Following surgery, cephalosporin was administered. Ninety percent of the patients went home at post-op day 2 without
infectious complications. Nasal bacteria counts on these patients had dropped from 10/5 to 10/3, but were now a mix
of sensitive, borderline, and resistant Staphylococcus sp. By comparison, prior to surgery, all of the patients’
Staphylococcus samples had been susceptible to antibiotics. For the patients remaining in the hospital and who were
switched on post-op day 5 to a second generation cephalosporin (ceftazidine), showed bacterial counts up 1000-fold
when assayed on post-op day 7 and most of these were methicillin resistant Staphylococcus aureus (MRSA). These
patients were switched to a 2-week course of vancomycin. Cultures from those remaining in the hospital on day 21,
revealed vancomycin resistant enterococcus (VRE) and candida. Vancomycin resistant enterococci infections can
produce mortality rates of between 42 and 81%.
Note in the above, that these patients harbored NO resistant bacteria in their nasal cavities upon entry to the hospital.
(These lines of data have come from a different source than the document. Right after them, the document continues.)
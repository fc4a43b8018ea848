use crate::cli::WatchMode;
use crate::config::PlatenConfig;
use crate::error::{ConfigError, Result};
use figment::{
    Figment,
    providers::{Env, Format as _, Json, Serialized},
};
use serde::Serialize;
use std::path::Path;

/// Name of the config file looked up in the project root.
pub const CONFIG_FILE_NAME: &str = "platen.config.json";

/// Values given on the command line. Unset fields leave lower layers alone.
#[derive(Debug, Clone, Default, Serialize)]
#[serde(rename_all = "camelCase")]
pub struct ConfigOverrides {
    #[serde(skip_serializing_if = "Option::is_none")]
    pub port: Option<u16>,

    #[serde(skip_serializing_if = "Option::is_none")]
    pub poll_interval_ms: Option<u64>,

    #[serde(skip_serializing_if = "Option::is_none")]
    pub watch_mode: Option<WatchMode>,
}

impl PlatenConfig {
    /// Load configuration from multiple sources.
    /// Priority: CLI args > environment variables > config file > defaults
    ///
    /// `config_path` is resolved against `root`. An explicit path that does
    /// not exist is an error; a missing default file is not.
    pub fn load(
        root: &Path,
        config_path: Option<&Path>,
        overrides: &ConfigOverrides,
    ) -> Result<Self> {
        let mut figment = Figment::new().merge(Serialized::defaults(Self::default()));

        let config_file = match config_path {
            Some(path) => {
                let path = crate::commands::resolve_path(path, root);
                if !path.exists() {
                    return Err(ConfigError::NotFound(path).into());
                }
                Some(path)
            }
            None => {
                let default_path = root.join(CONFIG_FILE_NAME);
                default_path.exists().then_some(default_path)
            }
        };

        if let Some(path) = config_file {
            tracing::debug!(path = %path.display(), "loading config file");
            figment = figment.merge(Json::file(path));
        }

        // PLATEN_OUTPUT_DIR -> outputDir, PLATEN_COLLECTION__PAGES_DIR -> collection.pagesDir
        figment = figment.merge(
            Env::prefixed("PLATEN_")
                .lowercase(false)
                .map(|key| env_key_path(key.as_str()).into()),
        );

        figment = figment.merge(Serialized::defaults(overrides));

        let config: Self = figment.extract().map_err(|e| ConfigError::InvalidValue {
            field: "configuration".to_string(),
            value: e.to_string(),
            hint: format!("Check {} syntax and field types", CONFIG_FILE_NAME),
        })?;

        config.validate()?;
        Ok(config)
    }
}

/// Turn an environment key suffix into a dotted camelCase config path.
pub(crate) fn env_key_path(raw: &str) -> String {
    raw.split("__")
        .map(|segment| {
            let mut out = String::with_capacity(segment.len());
            let mut upper = false;
            for c in segment.chars() {
                if c == '_' {
                    upper = !out.is_empty();
                } else if upper {
                    out.extend(c.to_uppercase());
                    upper = false;
                } else {
                    out.extend(c.to_lowercase());
                }
            }
            out
        })
        .collect::<Vec<_>>()
        .join(".")
}
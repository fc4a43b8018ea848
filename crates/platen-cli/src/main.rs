//! Platen CLI entry point.
//!
//! Parses arguments, initializes logging and colors, and dispatches to the
//! command implementations. Errors are rendered through miette.

use clap::Parser;
use miette::Result;
use platen_cli::{cli, commands, error, logger, ui};

#[tokio::main]
async fn main() -> Result<()> {
    // Parse command-line arguments
    let args = cli::Cli::parse();

    // Initialize logging and colors based on global flags
    logger::init_logger(args.verbose, args.quiet, args.no_color);
    ui::init_colors(args.no_color);

    // Convert CLI errors to miette diagnostics for error reporting
    commands::dispatch(args)
        .await
        .map_err(error::cli_error_to_miette)
}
But what would be the result if there had been inadvertent acquisition of resistance from environmental contamination
such as through Title 22 water?
In closing, it should be noted that I am an advocate of the sensible use of recycled water, but recycling needs much
more thought and the rush to short-term profit seems to have taken first place over intelligent thought and full
consideration of the costs to public health. Did that need to happen?